It is also important for employers to ensure that the performance review process and outcomes are documented and consistent with any likely performance management actions (read poor performance leading to termination). Typically, where an employee is not meeting an employer’s expectations, the performance review process is followed by a ‘performance management’ process. In the event that the performance management process is unsuccessful, an employer can terminate the employee’s employment in accordance with the terms of their employment contract. Such action is not likely to amount to unfair dismissal under the Fair Work Act 2009 (Cth) if it is done properly.

Personal issues and performance

Sometimes, an employee’s poor performance is linked to personal problems.

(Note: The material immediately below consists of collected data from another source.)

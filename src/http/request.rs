//! Request inspection helpers.
//!
//! # Responsibilities
//! - Generate unique request IDs (UUID v4)
//! - Resolve the client address, honoring forwarding headers only when
//!   the gateway sits behind a trusted proxy

use axum::{
    extract::ConnectInfo,
    http::{HeaderName, HeaderValue, Request},
};
use std::net::{IpAddr, SocketAddr};
use tower_http::request_id::{MakeRequestId, RequestId};
use uuid::Uuid;

pub const X_REQUEST_ID: HeaderName = HeaderName::from_static("x-request-id");
const X_FORWARDED_FOR: HeaderName = HeaderName::from_static("x-forwarded-for");
const X_REAL_IP: HeaderName = HeaderName::from_static("x-real-ip");

/// Request ID generator producing UUID v4 strings.
#[derive(Debug, Clone, Copy, Default)]
pub struct MakeRequestUuid;

impl MakeRequestId for MakeRequestUuid {
    fn make_request_id<B>(&mut self, _request: &Request<B>) -> Option<RequestId> {
        HeaderValue::from_str(&Uuid::new_v4().to_string())
            .ok()
            .map(RequestId::new)
    }
}

/// The request ID assigned to `req`, if any.
pub fn request_id<B>(req: &Request<B>) -> Option<&str> {
    req.headers()
        .get(&X_REQUEST_ID)
        .and_then(|v| v.to_str().ok())
}

/// Resolve the client address for `req`.
///
/// With `trust_proxy`, the left-most `X-Forwarded-For` entry (or
/// `X-Real-IP`) wins over the socket peer.
pub fn remote_ip<B>(req: &Request<B>, trust_proxy: bool) -> Option<IpAddr> {
    if trust_proxy {
        let forwarded: Option<IpAddr> = req
            .headers()
            .get(&X_FORWARDED_FOR)
            .and_then(|v| v.to_str().ok())
            .and_then(|v| v.split(',').next())
            .and_then(|v| v.trim().parse().ok());
        let real = || -> Option<IpAddr> {
            req.headers()
                .get(&X_REAL_IP)
                .and_then(|v| v.to_str().ok())
                .and_then(|v| v.trim().parse().ok())
        };
        if let Some(ip) = forwarded.or_else(real) {
            return Some(ip);
        }
    }

    req.extensions()
        .get::<ConnectInfo<SocketAddr>>()
        .map(|ConnectInfo(addr)| addr.ip())
}
//! Configuration validation.
//!
//! Serde handles syntax; this checks value ranges and addresses. Every
//! problem is reported, not just the first.

use std::net::SocketAddr;
use url::Url;

use crate::config::schema::{GatewayConfig, ADMIN_KEY_PLACEHOLDER};

/// A single semantic problem in a configuration.
#[derive(Debug, Clone, PartialEq, Eq, thiserror::Error)]
pub enum ValidationError {
    #[error("{field} must be at least 1")]
    MustBePositive { field: &'static str },

    #[error("{field} is not a valid socket address: {value}")]
    InvalidAddress { field: &'static str, value: String },

    #[error("upstream.url is not an absolute http URL: {0}")]
    InvalidUpstream(String),

    #[error("exempt path must start with '/': {0}")]
    InvalidExemptPath(String),

    #[error("auth.identity_header is not a valid header name: {0}")]
    InvalidIdentityHeader(String),

    #[error("admin.api_key must be changed when the admin API is enabled")]
    PlaceholderAdminKey,

    #[error("observability.log_format must be \"pretty\" or \"json\", got {0}")]
    UnknownLogFormat(String),
}

/// Check `config`, returning every problem found.
pub fn validate_config(config: &GatewayConfig) -> Result<(), Vec<ValidationError>> {
    let mut errors = Vec::new();

    let positive: [(&'static str, u64); 13] = [
        ("rate_limit.requests_per_window", config.rate_limit.requests_per_window.into()),
        ("rate_limit.window_seconds", config.rate_limit.window_seconds),
        ("rate_limit.max_entries", config.rate_limit.max_entries as u64),
        ("rate_limit.ttl_seconds", config.rate_limit.ttl_seconds),
        ("circuit_breaker.failure_threshold", config.circuit_breaker.failure_threshold.into()),
        ("circuit_breaker.open_timeout_secs", config.circuit_breaker.open_timeout_secs),
        ("circuit_breaker.max_entries", config.circuit_breaker.max_entries as u64),
        ("circuit_breaker.ttl_seconds", config.circuit_breaker.ttl_seconds),
        ("upstream.timeout_secs", config.upstream.timeout_secs),
        ("timeouts.request_secs", config.timeouts.request_secs),
        ("security.max_body_size", config.security.max_body_size as u64),
        // Zero would scan on every request.
        ("rate_limit.eviction_interval_secs", config.rate_limit.eviction_interval_secs),
        (
            "circuit_breaker.eviction_interval_secs",
            config.circuit_breaker.eviction_interval_secs,
        ),
    ];
    for (field, value) in positive {
        if value == 0 {
            errors.push(ValidationError::MustBePositive { field });
        }
    }

    check_address(&mut errors, "listener.bind_address", &config.listener.bind_address);
    if config.observability.metrics_enabled {
        check_address(
            &mut errors,
            "observability.metrics_address",
            &config.observability.metrics_address,
        );
    }
    if config.admin.enabled {
        check_address(&mut errors, "admin.bind_address", &config.admin.bind_address);
        if config.admin.api_key == ADMIN_KEY_PLACEHOLDER || config.admin.api_key.is_empty() {
            errors.push(ValidationError::PlaceholderAdminKey);
        }
    }

    if let Some(raw) = &config.upstream.url {
        let valid = Url::parse(raw)
            .map(|url| url.scheme() == "http" && url.host().is_some())
            .unwrap_or(false);
        if !valid {
            errors.push(ValidationError::InvalidUpstream(raw.clone()));
        }
    }

    for path in &config.exempt_paths {
        if !path.starts_with('/') {
            errors.push(ValidationError::InvalidExemptPath(path.clone()));
        }
    }

    if config.auth.enabled
        && axum::http::HeaderName::from_bytes(config.auth.identity_header.as_bytes()).is_err()
    {
        errors.push(ValidationError::InvalidIdentityHeader(
            config.auth.identity_header.clone(),
        ));
    }

    if !matches!(config.observability.log_format.as_str(), "pretty" | "json") {
        errors.push(ValidationError::UnknownLogFormat(
            config.observability.log_format.clone(),
        ));
    }

    if errors.is_empty() {
        Ok(())
    } else {
        Err(errors)
    }
}

fn check_address(errors: &mut Vec<ValidationError>, field: &'static str, value: &str) {
    if value.parse::<SocketAddr>().is_err() {
        errors.push(ValidationError::InvalidAddress {
            field,
            value: value.to_string(),
        });
    }
}

#[cfg(test)]
mod tests {
    use super::*;

    #[test]
    fn test_default_config_is_valid() {
        assert_eq!(validate_config(&GatewayConfig::default()), Ok(()));
    }

    #[test]
    fn test_reports_every_error() {
        let mut config = GatewayConfig::default();
        config.rate_limit.requests_per_window = 0;
        config.circuit_breaker.failure_threshold = 0;
        config.listener.bind_address = "not-an-address".into();
        config.exempt_paths.push("health".into());

        let errors = validate_config(&config).unwrap_err();
        assert_eq!(errors.len(), 4);
        assert!(errors.contains(&ValidationError::MustBePositive {
            field: "rate_limit.requests_per_window"
        }));
        assert!(errors.contains(&ValidationError::MustBePositive {
            field: "circuit_breaker.failure_threshold"
        }));
        assert!(errors.contains(&ValidationError::InvalidExemptPath("health".into())));
    }

    #[test]
    fn test_upstream_must_be_absolute_http() {
        let mut config = GatewayConfig::default();
        config.upstream.url = Some("ftp://example.com".into());
        assert!(validate_config(&config).is_err());

        // The upstream client speaks plain HTTP only.
        config.upstream.url = Some("https://example.com".into());
        assert!(validate_config(&config).is_err());

        config.upstream.url = Some("/relative".into());
        assert!(validate_config(&config).is_err());

        config.upstream.url = Some("http://127.0.0.1:3000".into());
        assert!(validate_config(&config).is_ok());
    }

    #[test]
    fn test_admin_requires_real_key() {
        let mut config = GatewayConfig::default();
        config.admin.enabled = true;
        assert_eq!(
            validate_config(&config),
            Err(vec![ValidationError::PlaceholderAdminKey])
        );

        config.admin.api_key = "s3cret".into();
        assert!(validate_config(&config).is_ok());
    }

    #[test]
    fn test_unknown_log_format_rejected() {
        let mut config = GatewayConfig::default();
        config.observability.log_format = "xml".into();
        assert_eq!(
            validate_config(&config),
            Err(vec![ValidationError::UnknownLogFormat("xml".into())])
        );
    }
}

Although an employer might be reluctant to delve into an employee’s personal situation if it becomes aware that they are experiencing difficulties at work (e.g. due to emotional or mental health issues caused by a death of a family member or marital problems) it is in their best interests to manage the employee’s performance appropriately as the personal circumstances might cause prolonged poor work performance.  The importance of having honest and regular performance reviews on a ‘no surprises’ basis for employees becomes even more crucial if a performance management process is instigated in connection with a person’s personal circumstances.  An employer must keep good records and communicate honestly to make good any defence against any subsequent legal proceedings. For example, where an employee believes that they’ve had adverse action taken against them on the basis of carer responsibilities, disability etc.

However, personal circumstances can’t be ‘scheduled’ around standard six month meeting intervals that currently define a traditional performance review model. If an employee is experiencing problems mid-way through the review cycle, a lack of formal communication opportunities might hinder their performance further. This poses the question – is the traditional performance review process outdated?

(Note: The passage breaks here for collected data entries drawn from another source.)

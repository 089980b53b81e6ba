//! Secure API Gateway
//!
//! # Architecture Overview
//!
//! ```text
//!     Client Request
//!     ──────────────▶ security headers ─▶ request id ─▶ identity ─▶ access log
//!                                                                      │
//!                                                                      ▼
//!                      circuit breaker ◀─ rate limiter ◀──────── request timeout
//!                            │
//!                            ▼
//!                     panic catcher ─▶ body limit ─▶ router ─▶ upstream
//!
//!     Cross-cutting: config (file + GATEWAY_* env, hot reload),
//!     observability (tracing, Prometheus), admin API, lifecycle
//! ```

use clap::Parser;
use std::net::SocketAddr;
use std::path::PathBuf;
use tokio::net::TcpListener;
use tokio::sync::mpsc;

use secure_gateway::admin::{setup_admin_router, AdminState};
use secure_gateway::config::{load_startup_config, watcher::ConfigWatcher};
use secure_gateway::lifecycle::{shutdown_signal, Shutdown};
use secure_gateway::observability::{logging, metrics};
use secure_gateway::GatewayServer;

#[derive(Parser)]
#[command(name = "secure-gateway")]
#[command(about = "API gateway with per-client rate limiting and per-route circuit breaking")]
struct Args {
    /// Path to the TOML configuration file.
    #[arg(short, long, env = "GATEWAY_CONFIG")]
    config: Option<PathBuf>,

    /// Validate the configuration and exit.
    #[arg(long)]
    check: bool,
}

#[tokio::main]
async fn main() -> Result<(), Box<dyn std::error::Error>> {
    let args = Args::parse();
    let config = load_startup_config(args.config.as_deref())?;

    if args.check {
        println!("Configuration OK");
        return Ok(());
    }

    logging::init_tracing(&config.observability)?;
    tracing::info!(version = env!("CARGO_PKG_VERSION"), "secure-gateway starting");
    tracing::info!(
        bind_address = %config.listener.bind_address,
        upstream = config.upstream.url.as_deref().unwrap_or("-"),
        requests_per_window = config.rate_limit.requests_per_window,
        failure_threshold = config.circuit_breaker.failure_threshold,
        "Configuration loaded"
    );

    if config.observability.metrics_enabled {
        let addr: SocketAddr = config.observability.metrics_address.parse()?;
        if let Err(e) = metrics::init_metrics(addr) {
            tracing::error!(error = %e, "Failed to start metrics exporter");
        }
    }

    // Hot reload: the watcher must stay alive for the life of the process.
    let (config_updates, _watcher) = match &args.config {
        Some(path) => {
            let (watcher, updates) = ConfigWatcher::new(path);
            (updates, Some(watcher.run()?))
        }
        None => {
            let (_, updates) = mpsc::unbounded_channel();
            (updates, None)
        }
    };

    let shutdown = Shutdown::new();
    let server = GatewayServer::new(config.clone())?;

    if config.admin.enabled {
        let admin = setup_admin_router(AdminState::new(server.policies(), &config.admin));
        let listener = TcpListener::bind(&config.admin.bind_address).await?;
        tracing::info!(address = %listener.local_addr()?, "Admin API listening");
        let signal = shutdown.subscribe();
        tokio::spawn(async move {
            if let Err(e) = axum::serve(listener, admin)
                .with_graceful_shutdown(signal.wait())
                .await
            {
                tracing::error!(error = %e, "Admin API failed");
            }
        });
    }

    let signal = shutdown.subscribe();
    let mut server_task = if config.listener.tls.is_some() {
        tokio::spawn(server.run_tls(config_updates, signal))
    } else {
        let listener = TcpListener::bind(&config.listener.bind_address).await?;
        tokio::spawn(server.run(listener, config_updates, signal))
    };

    tokio::select! {
        result = &mut server_task => result??,
        _ = shutdown_signal() => {
            shutdown.trigger();
            server_task.await??;
        }
    }

    tracing::info!("Shutdown complete");
    Ok(())
}
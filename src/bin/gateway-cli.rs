use clap::{Parser, Subcommand};
use reqwest::header::{HeaderMap, HeaderValue, AUTHORIZATION};
use serde_json::Value;

#[derive(Parser)]
#[command(name = "gateway-cli")]
#[command(about = "Management CLI for the secure gateway", long_about = None)]
struct Cli {
    #[arg(short, long, default_value = "http://localhost:8081")]
    url: String,

    #[arg(short, long, env = "GATEWAY_ADMIN_API_KEY")]
    key: String,

    #[command(subcommand)]
    command: Commands,
}

#[derive(Subcommand)]
enum Commands {
    /// Check gateway status
    Status,
    /// Show rate limiter settings and tracked clients
    Limiter,
    /// List circuit breakers and their states
    Breakers,
    /// Force an eviction pass on both registries
    Evict,
}

#[tokio::main]
async fn main() -> Result<(), Box<dyn std::error::Error>> {
    let cli = Cli::parse();
    let client = reqwest::Client::new();

    let mut headers = HeaderMap::new();
    headers.insert(
        AUTHORIZATION,
        HeaderValue::from_str(&format!("Bearer {}", cli.key))?,
    );

    let request = match cli.command {
        Commands::Status => client.get(format!("{}/admin/status", cli.url)),
        Commands::Limiter => client.get(format!("{}/admin/limiter", cli.url)),
        Commands::Breakers => client.get(format!("{}/admin/breakers", cli.url)),
        Commands::Evict => client.post(format!("{}/admin/evict", cli.url)),
    };

    let res = request.headers(headers).send().await?;
    print_response(res).await
}

async fn print_response(res: reqwest::Response) -> Result<(), Box<dyn std::error::Error>> {
    let status = res.status();
    if !status.is_success() {
        eprintln!("Error: Admin API returned status {}", status);
        if let Ok(text) = res.text().await {
            eprintln!("Response: {}", text);
        }
        std::process::exit(1);
    }

    let json: Value = res.json().await?;
    println!("{}", serde_json::to_string_pretty(&json)?);
    Ok(())
}
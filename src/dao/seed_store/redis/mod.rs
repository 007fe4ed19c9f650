mod config;
mod error;
mod store;

pub use config::RedisConfig;
pub use error::RedisDaoError;
pub use store::RedisSeedStore;
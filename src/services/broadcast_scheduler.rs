use axum::extract::ws::{Message, Utf8Bytes};
use tokio::time::{MissedTickBehavior, interval};
use tracing::{info, warn};

use crate::{dto::ws::ServerMessage, state::SharedState};

/// Push a full snapshot to every client whenever the counters changed since the last push.
///
/// Runs for the lifetime of the process.
pub async fn run(state: SharedState) {
    let period = state.config().broadcast_interval();
    let mut ticker = interval(period);
    ticker.set_missed_tick_behavior(MissedTickBehavior::Delay);

    loop {
        ticker.tick().await;
        run_cycle(&state).await;
    }
}

/// One broadcast pass. Returns the number of clients reached, or `None` when
/// nothing changed since the previous broadcast.
pub async fn run_cycle(state: &SharedState) -> Option<usize> {
    let snapshot = state.counters().write().await.take_broadcast()?;

    let payload = match serde_json::to_string(&ServerMessage::from(snapshot)) {
        Ok(payload) => Utf8Bytes::from(payload),
        Err(err) => {
            warn!(error = %err, "failed to serialize seed update");
            return None;
        }
    };

    let mut delivered = 0;
    let mut closed = Vec::new();
    for client in state.clients().iter() {
        if client.tx.send(Message::Text(payload.clone())).is_ok() {
            delivered += 1;
        } else {
            closed.push(client.id);
        }
    }

    for client_id in closed {
        warn!(%client_id, "send failed (writer closed), removing client connection");
        state.clients().remove(&client_id);
    }

    info!(recipients = delivered, "sending out seed update to clients");
    Some(delivered)
}

#[cfg(test)]
mod tests {
    use serde_json::Value;
    use tokio::sync::mpsc;
    use uuid::Uuid;

    use super::*;
    use crate::{
        config::AppConfig,
        state::{AppState, ClientConnection, counters::Side},
    };

    fn register(state: &SharedState) -> (Uuid, mpsc::UnboundedReceiver<Message>) {
        let (tx, rx) = mpsc::unbounded_channel();
        let id = Uuid::new_v4();
        state.clients().insert(id, ClientConnection { id, tx });
        (id, rx)
    }

    #[tokio::test]
    async fn idle_cycle_sends_nothing() {
        let state = AppState::new(AppConfig::default());
        let (_, mut rx) = register(&state);

        assert_eq!(run_cycle(&state).await, None);
        assert!(rx.try_recv().is_err());
    }

    #[tokio::test]
    async fn one_broadcast_per_changed_cycle() {
        let state = AppState::new(AppConfig::default());
        let (_, mut first) = register(&state);
        let (_, mut second) = register(&state);

        {
            let mut counters = state.counters().write().await;
            counters.apply_delta(Side::Matt, 0, 1).unwrap();
            counters.apply_delta(Side::Matt, 0, 1).unwrap();
        }

        assert_eq!(run_cycle(&state).await, Some(2));
        assert_eq!(run_cycle(&state).await, None);

        for rx in [&mut first, &mut second] {
            let Message::Text(text) = rx.try_recv().unwrap() else {
                panic!("expected a text frame");
            };
            let value: Value = serde_json::from_str(text.as_str()).unwrap();
            assert_eq!(value["type"], "seedUpdate");
            assert_eq!(value["matt"][0], 2);
            assert!(rx.try_recv().is_err());
        }
    }

    #[tokio::test]
    async fn closed_clients_are_dropped_from_registry() {
        let state = AppState::new(AppConfig::default());
        let (gone, rx) = register(&state);
        drop(rx);
        let (_, _live) = register(&state);

        state
            .counters()
            .write()
            .await
            .apply_delta(Side::Hail, 4, -1)
            .unwrap();

        assert_eq!(run_cycle(&state).await, Some(1));
        assert!(!state.clients().contains_key(&gone));
        assert_eq!(state.clients().len(), 1);
    }

    #[tokio::test(start_paused = true)]
    async fn scheduler_loop_broadcasts_on_its_period() {
        let config = AppConfig::default().with_intervals(
            std::time::Duration::from_secs(5),
            std::time::Duration::from_secs(1),
        );
        let state = AppState::new(config);
        let (_, mut rx) = register(&state);
        let task = tokio::spawn(run(state.clone()));

        tokio::time::sleep(std::time::Duration::from_millis(1_500)).await;
        assert!(rx.try_recv().is_err());

        state
            .counters()
            .write()
            .await
            .apply_delta(Side::Matt, 1, 3)
            .unwrap();
        tokio::time::sleep(std::time::Duration::from_secs(1)).await;
        assert!(rx.try_recv().is_ok());
        assert!(rx.try_recv().is_err());

        tokio::time::sleep(std::time::Duration::from_secs(3)).await;
        assert!(rx.try_recv().is_err());

        task.abort();
    }
}
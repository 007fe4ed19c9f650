use serde::Serialize;
use utoipa::ToSchema;

/// Health response returned by the `/healthcheck` route.
#[derive(Debug, Serialize, ToSchema)]
pub struct HealthResponse {
    /// Health status ("ok" or "degraded").
    pub status: String,
    /// Number of connected seed clients.
    pub clients: usize,
}

impl HealthResponse {
    /// Create a health response indicating the system is operational.
    pub fn ok(clients: usize) -> Self {
        Self {
            status: "ok".to_string(),
            clients,
        }
    }

    /// Create a health response indicating the seed store is unreachable.
    pub fn degraded(clients: usize) -> Self {
        Self {
            status: "degraded".to_string(),
            clients,
        }
    }
}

Changes to the performance review process   

 A lack of transparency or communication in the performance management process can be caused by the structure of the process itself.   The traditional six month and yearly feedback and review sessions leave a lot of time – and a lot of stewing emotion – in between conversations.  At this point in the new financial year, perhaps your company should also be considering how to implement change in this area.

A recent article in Forbes has questioned whether performance appraisals should be scrapped altogether.  The article describes the key flaws with the current model of performance appraisals, including:

  • employees need and want regular feedback (daily, weekly), so a once-a-year review is not only too late but it’s often a surprise. Regular coaching is the key to alignment and performance;
  • managers cannot typically ‘judge’ an entire year of work from an individual at one time, so the annual review is awkward and uncomfortable for both manager and employee;
  • when some employees are a poor fit and are likely to be poor performers, these issues should be addressed immediately, not at the end of the year;
  • people are inspired and motivated by positive, constructive feedback – and the ‘appraisal’ process almost always works against this; and
  • the most valuable part of an appraisal is the ‘development planning’ conversation – what one can do to improve performance and engagement – and this is often left to a small box on the review form.

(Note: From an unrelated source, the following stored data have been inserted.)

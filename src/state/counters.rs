//! In-memory seed counters with per-index dirty tracking and broadcast staleness.
//!
//! [`CounterStore`] performs no I/O. The persistence synchronizer drains dirty
//! flags through [`CounterStore::take_dirty`] and the broadcast scheduler gates
//! fan-out through [`CounterStore::take_broadcast`].

use std::fmt;

use thiserror::Error;

/// Number of seed slots tracked per side.
pub const SEED_COUNT: usize = 9;

/// Fixed-length seed vector for one side.
pub type Seeds = [i64; SEED_COUNT];

/// The two counter vectors tracked by the service.
#[derive(Debug, Clone, Copy, PartialEq, Eq, Hash)]
pub enum Side {
    /// Left-hand side, `matt` on the wire.
    Matt,
    /// Right-hand side, `hail` on the wire.
    Hail,
}

impl Side {
    /// Both sides in flush order.
    pub const ALL: [Side; 2] = [Side::Matt, Side::Hail];

    /// Field name used in client payloads.
    pub fn field(self) -> &'static str {
        match self {
            Side::Matt => "matt",
            Side::Hail => "hail",
        }
    }

    /// Key of the durable list backing this side.
    pub fn storage_key(self) -> &'static str {
        match self {
            Side::Matt => "seedsMatt",
            Side::Hail => "seedsHail",
        }
    }
}

impl fmt::Display for Side {
    fn fmt(&self, f: &mut fmt::Formatter<'_>) -> fmt::Result {
        f.write_str(self.field())
    }
}

/// Complete pair of counter vectors at a point in time.
#[derive(Debug, Clone, Copy, PartialEq, Eq, Default)]
pub struct Snapshot {
    /// Current `matt` values.
    pub matt: Seeds,
    /// Current `hail` values.
    pub hail: Seeds,
}

impl Snapshot {
    /// Values for a single side.
    pub fn side(&self, side: Side) -> &Seeds {
        match side {
            Side::Matt => &self.matt,
            Side::Hail => &self.hail,
        }
    }
}

/// Errors raised when a delta cannot be applied.
#[derive(Debug, Clone, Copy, PartialEq, Eq, Error)]
pub enum CounterError {
    /// Index outside `0..SEED_COUNT`.
    #[error("index {index} is out of range for {side}")]
    IndexOutOfRange {
        /// Side addressed by the delta.
        side: Side,
        /// Offending index.
        index: usize,
    },
    /// Adding the delta would overflow the counter.
    #[error("delta overflows {side}[{index}]")]
    Overflow {
        /// Side addressed by the delta.
        side: Side,
        /// Offending index.
        index: usize,
    },
}

/// Result of feeding a durable record into the store.
#[derive(Debug, Clone, Copy, PartialEq, Eq)]
pub enum LoadOutcome {
    /// The stored record replaced the zero defaults.
    Replaced,
    /// Mutations happened before the record was read; they were added on top of it.
    Rebased,
    /// No usable record; the defaults stay in place and will be seeded.
    Defaults,
    /// The side was already initialised earlier in the process lifetime.
    AlreadyLoaded,
}

#[derive(Debug, Clone, Default)]
struct CounterVector {
    values: Seeds,
    dirty: [bool; SEED_COUNT],
    loaded: bool,
}

/// Logical clock pair deciding whether a broadcast is due.
///
/// Both markers are ticks of a monotonic mutation counter rather than wall-clock
/// readings, so two events in the same clock tick still compare correctly.
#[derive(Debug, Clone, Copy, Default)]
struct StaleState {
    last_mutation: u64,
    last_broadcast: u64,
}

/// Single source of truth for the seed counters.
#[derive(Debug, Clone, Default)]
pub struct CounterStore {
    matt: CounterVector,
    hail: CounterVector,
    stale: StaleState,
}

impl CounterStore {
    /// Zero-initialised store with nothing dirty and nothing to broadcast.
    pub fn new() -> Self {
        Self::default()
    }

    fn vector(&self, side: Side) -> &CounterVector {
        match side {
            Side::Matt => &self.matt,
            Side::Hail => &self.hail,
        }
    }

    fn vector_mut(&mut self, side: Side) -> &mut CounterVector {
        match side {
            Side::Matt => &mut self.matt,
            Side::Hail => &mut self.hail,
        }
    }

    fn touch(&mut self) {
        self.stale.last_mutation += 1;
    }

    /// Read-only copy of both vectors.
    pub fn get(&self) -> Snapshot {
        Snapshot {
            matt: self.matt.values,
            hail: self.hail.values,
        }
    }

    /// Add `delta` to `side[index]`, returning whether the value changed.
    ///
    /// A zero delta is a no-op: nothing is marked dirty and no broadcast becomes due.
    pub fn apply_delta(
        &mut self,
        side: Side,
        index: usize,
        delta: i64,
    ) -> Result<bool, CounterError> {
        let vector = self.vector_mut(side);
        let Some(value) = vector.values.get_mut(index) else {
            return Err(CounterError::IndexOutOfRange { side, index });
        };
        if delta == 0 {
            return Ok(false);
        }
        *value = value
            .checked_add(delta)
            .ok_or(CounterError::Overflow { side, index })?;
        vector.dirty[index] = true;
        self.touch();
        Ok(true)
    }

    /// Apply a full increment atomically, returning how many entries changed.
    ///
    /// Every delta is checked before any is applied, so an overflow leaves the
    /// store untouched.
    pub fn apply_increment(&mut self, matt: &Seeds, hail: &Seeds) -> Result<usize, CounterError> {
        for index in 0..SEED_COUNT {
            for (side, deltas) in [(Side::Matt, matt), (Side::Hail, hail)] {
                if self.vector(side).values[index]
                    .checked_add(deltas[index])
                    .is_none()
                {
                    return Err(CounterError::Overflow { side, index });
                }
            }
        }

        let mut changed = 0;
        for (side, deltas) in [(Side::Matt, matt), (Side::Hail, hail)] {
            for (index, delta) in deltas.iter().enumerate() {
                if self.apply_delta(side, index, *delta)? {
                    changed += 1;
                }
            }
        }
        Ok(changed)
    }

    /// Whether a durable record has already been considered for `side`.
    pub fn is_loaded(&self, side: Side) -> bool {
        self.vector(side).loaded
    }

    /// Feed the durable record for `side` into the store, at most once per process.
    ///
    /// `None` means the record was absent or unusable. Any value accumulated
    /// before the load is a pure delta on top of zero and is carried over onto
    /// the loaded base.
    pub fn initialize_from_durable(&mut self, side: Side, loaded: Option<Seeds>) -> LoadOutcome {
        let vector = self.vector_mut(side);
        if vector.loaded {
            return LoadOutcome::AlreadyLoaded;
        }
        vector.loaded = true;

        let Some(base) = loaded else {
            return LoadOutcome::Defaults;
        };

        let mut merged = base;
        for (slot, pending) in merged.iter_mut().zip(vector.values) {
            match slot.checked_add(pending) {
                Some(sum) => *slot = sum,
                None => return LoadOutcome::Defaults,
            }
        }

        let rebased = vector.values.iter().any(|value| *value != 0);
        let changed = vector.values != merged;
        vector.values = merged;
        if changed {
            // Clients may already hold the zero defaults.
            self.touch();
        }
        if rebased {
            LoadOutcome::Rebased
        } else {
            LoadOutcome::Replaced
        }
    }

    /// Whether `side[index]` has changed since it was last flushed.
    pub fn is_dirty(&self, side: Side, index: usize) -> bool {
        self.vector(side).dirty.get(index).copied().unwrap_or(false)
    }

    /// Dirty indices of `side` in ascending order.
    pub fn dirty_indices(&self, side: Side) -> Vec<usize> {
        (0..SEED_COUNT)
            .filter(|&index| self.is_dirty(side, index))
            .collect()
    }

    /// Clear every dirty flag of `side` and return the `(index, value)` pairs to write.
    ///
    /// Flags are cleared before the write happens: a delta applied while the
    /// write is in flight marks the index dirty again, and a failed write must
    /// be handed back through [`CounterStore::mark_dirty`].
    pub fn take_dirty(&mut self, side: Side) -> Vec<(usize, i64)> {
        let vector = self.vector_mut(side);
        let mut pending = Vec::new();
        for (index, dirty) in vector.dirty.iter_mut().enumerate() {
            if std::mem::take(dirty) {
                pending.push((index, vector.values[index]));
            }
        }
        pending
    }

    /// Re-flag `side[index]` so the next flush cycle retries it.
    pub fn mark_dirty(&mut self, side: Side, index: usize) {
        if let Some(flag) = self.vector_mut(side).dirty.get_mut(index) {
            *flag = true;
        }
    }

    /// Whether a mutation happened after the last broadcast.
    pub fn broadcast_due(&self) -> bool {
        self.stale.last_broadcast < self.stale.last_mutation
    }

    /// Return the snapshot to broadcast when one is due, marking it as sent.
    pub fn take_broadcast(&mut self) -> Option<Snapshot> {
        if !self.broadcast_due() {
            return None;
        }
        self.stale.last_broadcast = self.stale.last_mutation;
        Some(self.get())
    }
}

Instead of relying on the familiar, but outdated process inherited from an HR department 100 years ago, consider implementing changes to address the problems listed above.  Forbes suggests:

  • Developing a ‘feedback-rich’ culture and set of tools (often online, sometimes formal, often informal) that encourages all employees to give each other feedback;
  • Talking about performance regularly and letting employees create their own goals on a regular basis. Force managers to provide ongoing feedback and teach them how to have honest conversations;
  • Set and reset goals frequently; and
  • Force employees to self-assess more regularly to enable them to allow them to start the conversation about their progress.

An article by Deloitte provides an interesting comparative analysis of current and emerging trends in the performance management process in the ‘new world of work’. For example, the driving influences in the new world model come from the ‘bottom-up’ not ‘top-down’.  Deloitte also provides a useful article on ‘2013 Human Capital Trends which examines in more detail the challenges of managing talent.   What Deloitte’s research reinforces is that one key objective in the performance review process has not changed over time – that is, the desire from all involved to be part of a ‘fair and valid’ assessment process.

Takeaway tips

At this critical point in the ‘review season’ it’s important that employers act in accordance with their business’s human resources and performance policies and procedures which should promote:

  • objectivity;
  • transparency; and
  • fairness.

Performance measurement objectives, especially those linked to bonus schemes, should be achievable, measurable and documented. In addition to keeping top talent, having a good performance review process will also help your business ensure that FY15 is beneficial for everyone.  Is this your year to innovate and change your processes?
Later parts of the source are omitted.